Exercise requirements -
Should the word "domain" occur in a line of the records, copy that line.

(Stored data entries)
────────────────────
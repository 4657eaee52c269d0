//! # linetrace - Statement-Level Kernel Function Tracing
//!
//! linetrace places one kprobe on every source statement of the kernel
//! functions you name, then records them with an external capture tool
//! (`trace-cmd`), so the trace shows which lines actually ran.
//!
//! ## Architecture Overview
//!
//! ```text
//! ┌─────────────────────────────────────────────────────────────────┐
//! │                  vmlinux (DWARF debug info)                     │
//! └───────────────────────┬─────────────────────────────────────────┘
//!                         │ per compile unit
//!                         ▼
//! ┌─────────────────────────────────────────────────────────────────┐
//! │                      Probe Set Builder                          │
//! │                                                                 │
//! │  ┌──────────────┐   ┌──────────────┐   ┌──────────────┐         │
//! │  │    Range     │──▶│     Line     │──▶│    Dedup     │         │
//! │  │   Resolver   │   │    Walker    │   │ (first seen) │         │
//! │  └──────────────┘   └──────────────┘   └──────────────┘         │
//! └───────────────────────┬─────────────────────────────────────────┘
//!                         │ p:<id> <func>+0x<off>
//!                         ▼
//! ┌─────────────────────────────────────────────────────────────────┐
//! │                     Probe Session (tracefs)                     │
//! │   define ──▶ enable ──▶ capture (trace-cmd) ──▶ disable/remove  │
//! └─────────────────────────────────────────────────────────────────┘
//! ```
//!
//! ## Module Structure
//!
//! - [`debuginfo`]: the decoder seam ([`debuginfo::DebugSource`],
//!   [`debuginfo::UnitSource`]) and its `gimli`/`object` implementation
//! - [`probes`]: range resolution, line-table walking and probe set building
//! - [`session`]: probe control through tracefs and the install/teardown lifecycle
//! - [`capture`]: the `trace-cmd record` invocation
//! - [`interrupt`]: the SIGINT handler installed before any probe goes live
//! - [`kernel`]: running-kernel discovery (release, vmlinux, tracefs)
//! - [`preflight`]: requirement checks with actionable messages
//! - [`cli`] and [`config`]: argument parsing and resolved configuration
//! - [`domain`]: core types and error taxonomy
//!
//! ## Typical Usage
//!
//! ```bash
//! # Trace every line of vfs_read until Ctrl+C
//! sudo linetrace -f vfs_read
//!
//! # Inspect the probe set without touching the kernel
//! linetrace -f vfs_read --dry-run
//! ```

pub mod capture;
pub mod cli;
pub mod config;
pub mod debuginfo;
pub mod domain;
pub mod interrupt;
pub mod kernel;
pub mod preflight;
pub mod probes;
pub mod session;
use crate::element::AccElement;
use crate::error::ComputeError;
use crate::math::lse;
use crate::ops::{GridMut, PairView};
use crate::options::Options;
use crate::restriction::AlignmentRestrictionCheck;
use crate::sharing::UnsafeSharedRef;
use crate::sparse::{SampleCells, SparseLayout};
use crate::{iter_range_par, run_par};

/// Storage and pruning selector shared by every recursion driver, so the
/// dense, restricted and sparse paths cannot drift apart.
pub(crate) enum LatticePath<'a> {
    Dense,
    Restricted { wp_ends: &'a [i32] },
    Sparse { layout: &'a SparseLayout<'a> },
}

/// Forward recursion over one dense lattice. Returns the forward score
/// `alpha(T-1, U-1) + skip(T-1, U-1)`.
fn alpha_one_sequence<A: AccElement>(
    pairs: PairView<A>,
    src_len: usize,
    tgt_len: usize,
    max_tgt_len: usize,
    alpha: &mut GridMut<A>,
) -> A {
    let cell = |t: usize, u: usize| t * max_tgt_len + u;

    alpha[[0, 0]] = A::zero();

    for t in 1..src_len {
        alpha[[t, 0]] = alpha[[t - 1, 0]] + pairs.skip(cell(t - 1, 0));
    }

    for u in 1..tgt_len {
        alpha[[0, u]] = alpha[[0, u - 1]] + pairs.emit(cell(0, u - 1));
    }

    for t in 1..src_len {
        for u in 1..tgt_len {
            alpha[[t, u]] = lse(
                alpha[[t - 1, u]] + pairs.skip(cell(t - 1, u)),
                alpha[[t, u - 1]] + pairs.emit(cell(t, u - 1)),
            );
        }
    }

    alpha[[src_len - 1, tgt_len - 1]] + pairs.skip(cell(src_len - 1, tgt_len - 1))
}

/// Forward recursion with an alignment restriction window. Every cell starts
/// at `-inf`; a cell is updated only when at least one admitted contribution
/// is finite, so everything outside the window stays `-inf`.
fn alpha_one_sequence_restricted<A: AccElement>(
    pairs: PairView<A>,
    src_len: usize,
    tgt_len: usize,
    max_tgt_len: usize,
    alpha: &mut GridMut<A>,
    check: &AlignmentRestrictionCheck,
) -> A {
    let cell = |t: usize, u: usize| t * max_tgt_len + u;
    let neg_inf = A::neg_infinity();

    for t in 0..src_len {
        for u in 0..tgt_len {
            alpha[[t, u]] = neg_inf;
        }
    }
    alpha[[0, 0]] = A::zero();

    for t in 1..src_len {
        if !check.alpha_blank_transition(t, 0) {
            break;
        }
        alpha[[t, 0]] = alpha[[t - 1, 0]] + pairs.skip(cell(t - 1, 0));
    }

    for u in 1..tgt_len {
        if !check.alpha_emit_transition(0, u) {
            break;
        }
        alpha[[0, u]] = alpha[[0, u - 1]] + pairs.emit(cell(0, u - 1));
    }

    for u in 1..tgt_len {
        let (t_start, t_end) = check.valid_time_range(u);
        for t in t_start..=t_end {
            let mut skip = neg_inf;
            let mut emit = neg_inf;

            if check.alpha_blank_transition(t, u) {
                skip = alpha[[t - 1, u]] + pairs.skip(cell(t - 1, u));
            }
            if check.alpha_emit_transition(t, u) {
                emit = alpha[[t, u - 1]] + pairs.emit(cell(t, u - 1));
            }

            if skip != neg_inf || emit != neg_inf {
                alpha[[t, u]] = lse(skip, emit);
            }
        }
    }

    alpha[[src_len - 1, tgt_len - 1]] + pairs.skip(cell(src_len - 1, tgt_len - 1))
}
────────────────────
Your solution -
//! - [`domain`]: core types and error taxonomy
pub mod domain;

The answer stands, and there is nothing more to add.